Dari sisi perlindungan simpanan, Hanifah Nur Laili mengingatkan pentingnya disiplin mengatur pemasukan dan pengeluaran rumah tangga di tengah meningkatnya biaya hidup.
“Kita harus mencatat bukan hanya pengeluaran, tapi juga pemasukan. Kalau pemasukan lebih besar daripada pengeluaran, baru bisa menabung.

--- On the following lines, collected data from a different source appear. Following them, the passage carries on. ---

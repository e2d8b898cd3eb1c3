use std::time::{SystemTime, UNIX_EPOCH};

use birlik_client::{
    BirlikClient, BirlikClientError, ContactMessageInput, MemberListQuery, NewsInput, PageQuery,
    PropertyInput, RegisterRequest,
};

fn base_url() -> String {
    std::env::var("BIRLIK_API_URL").unwrap_or_else(|_| "http://127.0.0.1:4000".to_string())
}

fn unique_suffix() -> String {
    let nanos = SystemTime::now()
        .duration_since(UNIX_EPOCH)
        .expect("system clock must be after unix epoch")
        .as_nanos();
    format!("{nanos}")
}

#[tokio::test]
#[ignore = "requires running HTTP server and database"]
async fn member_smoke_flow() {
    let mut client = BirlikClient::new(base_url());

    // Публичные чтения доступны без токена.
    let news = client
        .list_news(&PageQuery {
            page: Some(1),
            limit: Some(5),
        })
        .await
        .expect("list_news must succeed");
    assert!(news.items.len() <= 5);

    let settings = client.site_settings().await.expect("site_settings must succeed");
    assert!(settings.id > 0);

    let suffix = unique_suffix();
    let register = client
        .register(&RegisterRequest {
            email: format!("smoke_{suffix}@example.com"),
            password: "password123".to_string(),
            full_name: format!("Smoke User {suffix}"),
            company: Some("Smoke Ltd".to_string()),
            phone: None,
        })
        .await
        .expect("register must succeed");
    assert!(!register.token.is_empty());
    assert!(client.get_token().is_some());

    let me = client.me().await.expect("me must succeed");
    assert_eq!(me.user.id, register.user.id);

    let created = client
        .create_my_property(&PropertyInput {
            title: "smoke office".to_string(),
            description: "smoke description".to_string(),
            listing_type: "rent".to_string(),
            ..Default::default()
        })
        .await
        .expect("create_my_property must succeed");

    let mine = client.my_properties().await.expect("my_properties must succeed");
    assert!(mine.iter().any(|property| property.id == created.id));

    client
        .delete_my_property(created.id)
        .await
        .expect("delete_my_property must succeed");

    let uploaded = client
        .upload_document("tax-certificate", "smoke.pdf", "application/pdf", b"smoke")
        .await
        .expect("upload_document must succeed");

    let download = client
        .download_document(uploaded.id)
        .await
        .expect("download_document must succeed");
    assert_eq!(download.bytes, b"smoke");

    let submitted = client
        .submit_contact_message(&ContactMessageInput {
            name: "Smoke".to_string(),
            email: format!("smoke_{suffix}@example.com"),
            subject: None,
            message: "smoke message".to_string(),
        })
        .await
        .expect("submit_contact_message must succeed");
    assert_eq!(submitted.message, "smoke message");
}

#[tokio::test]
#[ignore = "requires running HTTP server, database and admin account"]
async fn admin_smoke_flow() {
    let email = std::env::var("BIRLIK_ADMIN_EMAIL").unwrap_or_else(|_| "admin@example.com".to_string());
    let password =
        std::env::var("BIRLIK_ADMIN_PASSWORD").unwrap_or_else(|_| "admin123".to_string());

    let mut client = BirlikClient::new(base_url());
    client.login(&email, &password).await.expect("login must succeed");

    let created = client
        .create_news(&NewsInput {
            title: "smoke news".to_string(),
            content: "smoke content".to_string(),
            image_url: None,
            published: false,
        })
        .await
        .expect("create_news must succeed");

    // Неопубликованная новость видна в административном списке...
    let all = client
        .admin_list_news(&PageQuery {
            page: Some(1),
            limit: Some(50),
        })
        .await
        .expect("admin_list_news must succeed");
    assert!(all.items.iter().any(|news| news.id == created.id));

    // ...но не в публичном.
    let public = client
        .list_news(&PageQuery {
            page: Some(1),
            limit: Some(50),
        })
        .await
        .expect("list_news must succeed");
    assert!(public.items.iter().all(|news| news.id != created.id));

    let mut input = NewsInput {
        title: "smoke news updated".to_string(),
        content: "smoke content".to_string(),
        image_url: None,
        published: true,
    };
    let updated = client
        .update_news(created.id, &input)
        .await
        .expect("update_news must succeed");
    assert_eq!(updated.title, "smoke news updated");

    input.published = false;
    client
        .update_news(created.id, &input)
        .await
        .expect("update_news must succeed");

    client.delete_news(created.id).await.expect("delete_news must succeed");

    let after_delete = client.get_news(created.id).await;
    assert!(matches!(after_delete, Err(BirlikClientError::NotFound(_))));

    let members = client
        .list_members(&MemberListQuery {
            page: Some(1),
            limit: Some(20),
            ..Default::default()
        })
        .await
        .expect("list_members must succeed");
    assert!(members.items.len() <= 20);
}
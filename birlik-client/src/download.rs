//! Скачивание файлов: разбор заголовков `Content-Type` и
//! `Content-Disposition` ответа бэкенда.

const DEFAULT_FILENAME: &str = "document";
const DEFAULT_MIME: &str = "application/octet-stream";

#[derive(Debug, Clone)]
/// Скачанный файл документа.
pub struct DocumentDownload {
    /// Содержимое файла.
    pub bytes: Vec<u8>,
    /// MIME-тип из заголовка `Content-Type` (или запасной octet-stream).
    pub mime_type: String,
    /// Имя файла из заголовка `Content-Disposition` (или запасное `document`).
    pub filename: String,
}

pub(crate) fn mime_from_header(content_type: Option<&str>) -> String {
    content_type
        .map(str::trim)
        .filter(|value| !value.is_empty())
        .map(ToString::to_string)
        .unwrap_or_else(|| DEFAULT_MIME.to_string())
}

/// Извлекает имя файла из `Content-Disposition`.
///
/// Расширенная форма `filename*=UTF-8''...` (percent-кодированная) имеет
/// приоритет над простой `filename="..."`; без обеих используется запасное
/// имя.
pub(crate) fn filename_from_disposition(header: Option<&str>) -> String {
    let Some(header) = header else {
        return DEFAULT_FILENAME.to_string();
    };

    let mut plain = None;
    for part in header.split(';') {
        let Some((key, value)) = part.split_once('=') else {
            continue;
        };
        let key = key.trim();
        let value = value.trim();

        if key.eq_ignore_ascii_case("filename*") {
            if let Some(decoded) = decode_extended_filename(value) {
                return decoded;
            }
        } else if key.eq_ignore_ascii_case("filename") {
            let name = value.trim_matches('"').trim();
            if !name.is_empty() {
                plain = Some(name.to_string());
            }
        }
    }

    plain.unwrap_or_else(|| DEFAULT_FILENAME.to_string())
}

fn decode_extended_filename(value: &str) -> Option<String> {
    let value = value.trim_matches('"');
    let encoded = value
        .strip_prefix("UTF-8''")
        .or_else(|| value.strip_prefix("utf-8''"))?;
    percent_decode(encoded).filter(|name| !name.is_empty())
}

fn percent_decode(input: &str) -> Option<String> {
    let bytes = input.as_bytes();
    let mut out = Vec::with_capacity(bytes.len());
    let mut i = 0;
    while i < bytes.len() {
        if bytes[i] == b'%' {
            let hex = bytes.get(i + 1..i + 3)?;
            let hex = std::str::from_utf8(hex).ok()?;
            out.push(u8::from_str_radix(hex, 16).ok()?);
            i += 3;
        } else {
            out.push(bytes[i]);
            i += 1;
        }
    }
    String::from_utf8(out).ok()
}

#[cfg(test)]
mod tests {
    use super::*;

    #[test]
    fn extended_filename_is_percent_decoded() {
        let header = "attachment; filename*=UTF-8''rapor%20final.pdf";
        assert_eq!(filename_from_disposition(Some(header)), "rapor final.pdf");
    }

    #[test]
    fn extended_filename_wins_over_plain() {
        let header = "attachment; filename=\"plain.pdf\"; filename*=UTF-8''ger%C3%A7ek.pdf";
        assert_eq!(
            filename_from_disposition(Some(header)),
            "ger\u{e7}ek.pdf"
        );
    }

    #[test]
    fn plain_filename_is_unquoted() {
        let header = "attachment; filename=\"plain.pdf\"";
        assert_eq!(filename_from_disposition(Some(header)), "plain.pdf");
    }

    #[test]
    fn missing_header_falls_back_to_default() {
        assert_eq!(filename_from_disposition(None), "document");
    }

    #[test]
    fn unparseable_extended_form_falls_back_to_plain() {
        let header = "attachment; filename*=UTF-8''%zz; filename=\"ok.pdf\"";
        assert_eq!(filename_from_disposition(Some(header)), "ok.pdf");
    }

    #[test]
    fn mime_defaults_to_octet_stream() {
        assert_eq!(mime_from_header(None), "application/octet-stream");
        assert_eq!(mime_from_header(Some("  ")), "application/octet-stream");
        assert_eq!(mime_from_header(Some("application/pdf")), "application/pdf");
    }
}
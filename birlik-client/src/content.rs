//! Публичные чтения контента.
//!
//! Все операции этого модуля доступны без авторизации и возвращают только
//! опубликованные записи; заголовок `Authorization` не отправляется, даже
//! если токен установлен.

use reqwest::Method;

use crate::client::BirlikClient;
use crate::error::BirlikClientResult;
use crate::models::{
    Announcement, BoardMember, BoardRole, Event, HeroSlide, HomeBanner, News, PageContent,
    PageQuery, Paginated, Partner, Property, PropertyListQuery, Publication, RecentQuery,
    SiteSettings, Video,
};

impl BirlikClient {
    /// Список опубликованных новостей с пагинацией.
    pub async fn list_news(&self, query: &PageQuery) -> BirlikClientResult<Paginated<News>> {
        self.execute(self.request(Method::GET, "/api/news").query(query))
            .await
    }

    /// Возвращает новость по идентификатору.
    pub async fn get_news(&self, id: i64) -> BirlikClientResult<News> {
        self.execute(self.request(Method::GET, &format!("/api/news/{id}")))
            .await
    }

    /// Список опубликованных объявлений с пагинацией.
    pub async fn list_announcements(
        &self,
        query: &PageQuery,
    ) -> BirlikClientResult<Paginated<Announcement>> {
        self.execute(self.request(Method::GET, "/api/announcements").query(query))
            .await
    }

    /// Возвращает объявление по идентификатору.
    pub async fn get_announcement(&self, id: i64) -> BirlikClientResult<Announcement> {
        self.execute(self.request(Method::GET, &format!("/api/announcements/{id}")))
            .await
    }

    /// Последние опубликованные объявления.
    pub async fn recent_announcements(
        &self,
        query: &RecentQuery,
    ) -> BirlikClientResult<Vec<Announcement>> {
        self.execute(
            self.request(Method::GET, "/api/announcements/recent")
                .query(query),
        )
        .await
    }

    /// Опубликованные слайды главного экрана в порядке сортировки.
    pub async fn hero_slides(&self) -> BirlikClientResult<Vec<HeroSlide>> {
        self.execute(self.request(Method::GET, "/api/hero-slides"))
            .await
    }

    /// Опубликованные баннеры главной страницы в порядке сортировки.
    pub async fn home_banners(&self) -> BirlikClientResult<Vec<HomeBanner>> {
        self.execute(self.request(Method::GET, "/api/home-banners"))
            .await
    }

    /// Список опубликованных видеозаписей с пагинацией.
    pub async fn list_videos(&self, query: &PageQuery) -> BirlikClientResult<Paginated<Video>> {
        self.execute(self.request(Method::GET, "/api/videos").query(query))
            .await
    }

    /// Последние опубликованные видеозаписи.
    pub async fn recent_videos(&self, query: &RecentQuery) -> BirlikClientResult<Vec<Video>> {
        self.execute(self.request(Method::GET, "/api/videos/recent").query(query))
            .await
    }

    /// Список опубликованных изданий с пагинацией.
    pub async fn list_publications(
        &self,
        query: &PageQuery,
    ) -> BirlikClientResult<Paginated<Publication>> {
        self.execute(self.request(Method::GET, "/api/publications").query(query))
            .await
    }

    /// Последние опубликованные издания.
    pub async fn recent_publications(
        &self,
        query: &RecentQuery,
    ) -> BirlikClientResult<Vec<Publication>> {
        self.execute(
            self.request(Method::GET, "/api/publications/recent")
                .query(query),
        )
        .await
    }

    /// Список опубликованных мероприятий с пагинацией.
    pub async fn list_events(&self, query: &PageQuery) -> BirlikClientResult<Paginated<Event>> {
        self.execute(self.request(Method::GET, "/api/events").query(query))
            .await
    }

    /// Возвращает мероприятие по идентификатору.
    pub async fn get_event(&self, id: i64) -> BirlikClientResult<Event> {
        self.execute(self.request(Method::GET, &format!("/api/events/{id}")))
            .await
    }

    /// Ближайшие предстоящие мероприятия.
    pub async fn upcoming_events(&self, query: &RecentQuery) -> BirlikClientResult<Vec<Event>> {
        self.execute(self.request(Method::GET, "/api/events/upcoming").query(query))
            .await
    }

    /// Партнёры ассоциации в порядке сортировки.
    pub async fn partners(&self) -> BirlikClientResult<Vec<Partner>> {
        self.execute(self.request(Method::GET, "/api/partners")).await
    }

    /// Должности правления в порядке сортировки.
    pub async fn board_roles(&self) -> BirlikClientResult<Vec<BoardRole>> {
        self.execute(self.request(Method::GET, "/api/board-roles"))
            .await
    }

    /// Члены правления в порядке сортировки.
    pub async fn board_members(&self) -> BirlikClientResult<Vec<BoardMember>> {
        self.execute(self.request(Method::GET, "/api/board-members"))
            .await
    }

    /// Список опубликованных объявлений недвижимости с пагинацией и
    /// фильтрами по типу и поисковой строке.
    pub async fn list_properties(
        &self,
        query: &PropertyListQuery,
    ) -> BirlikClientResult<Paginated<Property>> {
        self.execute(self.request(Method::GET, "/api/properties").query(query))
            .await
    }

    /// Возвращает объявление недвижимости по идентификатору.
    pub async fn get_property(&self, id: i64) -> BirlikClientResult<Property> {
        self.execute(self.request(Method::GET, &format!("/api/properties/{id}")))
            .await
    }

    /// Содержимое статической страницы по слагу.
    pub async fn page_content(&self, slug: &str) -> BirlikClientResult<PageContent> {
        self.execute(self.request(Method::GET, &format!("/api/pages/{slug}")))
            .await
    }

    /// Настройки сайта (контакты, соцсети).
    pub async fn site_settings(&self) -> BirlikClientResult<SiteSettings> {
        self.execute(self.request(Method::GET, "/api/settings")).await
    }
}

Sebaliknya, jika pengeluaran lebih besar, maka harus mengatur kebutuhan dengan lebih ketat,” ujarnya.
Hanifah juga mengingatkan masyarakat agar tidak terjebak gaya hidup konsumtif maupun fenomena FOMO yang kerap mendorong penggunaan pinjaman online secara berlebihan.
“Tidak masalah memanfaatkan pinjol, asalkan bertanggung jawab. Kuncinya adalah hindari FOMO dan bedakan kebutuhan dengan keinginan,” katanya.
Baca juga: Utang Indonesia Tembus Rp9.920 Triliun, Ekonom Warning Beban Bunga Makin Menyesakkan Fiskal
Ia turut menjelaskan peran LPS dalam menjamin simpanan masyarakat di bank hingga Rp2 miliar per nasabah per bank, selama memenuhi ketentuan yang berlaku.
“Simpanan akan dijamin LPS apabila tercatat di pembukuan bank, tingkat bunganya tidak melebihi tingkat bunga penjaminan LPS, dan tidak terkait kegiatan yang melanggar hukum,” jelas Hanifah.
Forum berlangsung interaktif dengan berbagai pertanyaan dari peserta terkait keamanan tabungan, pengelolaan keuangan rumah tangga, hingga maraknya investasi bodong dan pinjaman online ilegal.
Ketua Tiga Warna Media Network, Nur Rachmat, mengatakan kegiatan tersebut hadir sebagai respons atas meningkatnya kekhawatiran masyarakat terhadap kondisi ekonomi global yang memengaruhi kehidupan sehari-hari.
“Banyak ibu rumah tangga mulai cemas terhadap kondisi ekonomi dan keamanan tabungan mereka. Karena itu kami ingin menghadirkan forum yang sederhana dan mudah dipahami langsung dari BI, OJK, dan LPS agar masyarakat tidak mudah percaya pada informasi yang belum tentu benar,” ujar Nur Rachmat.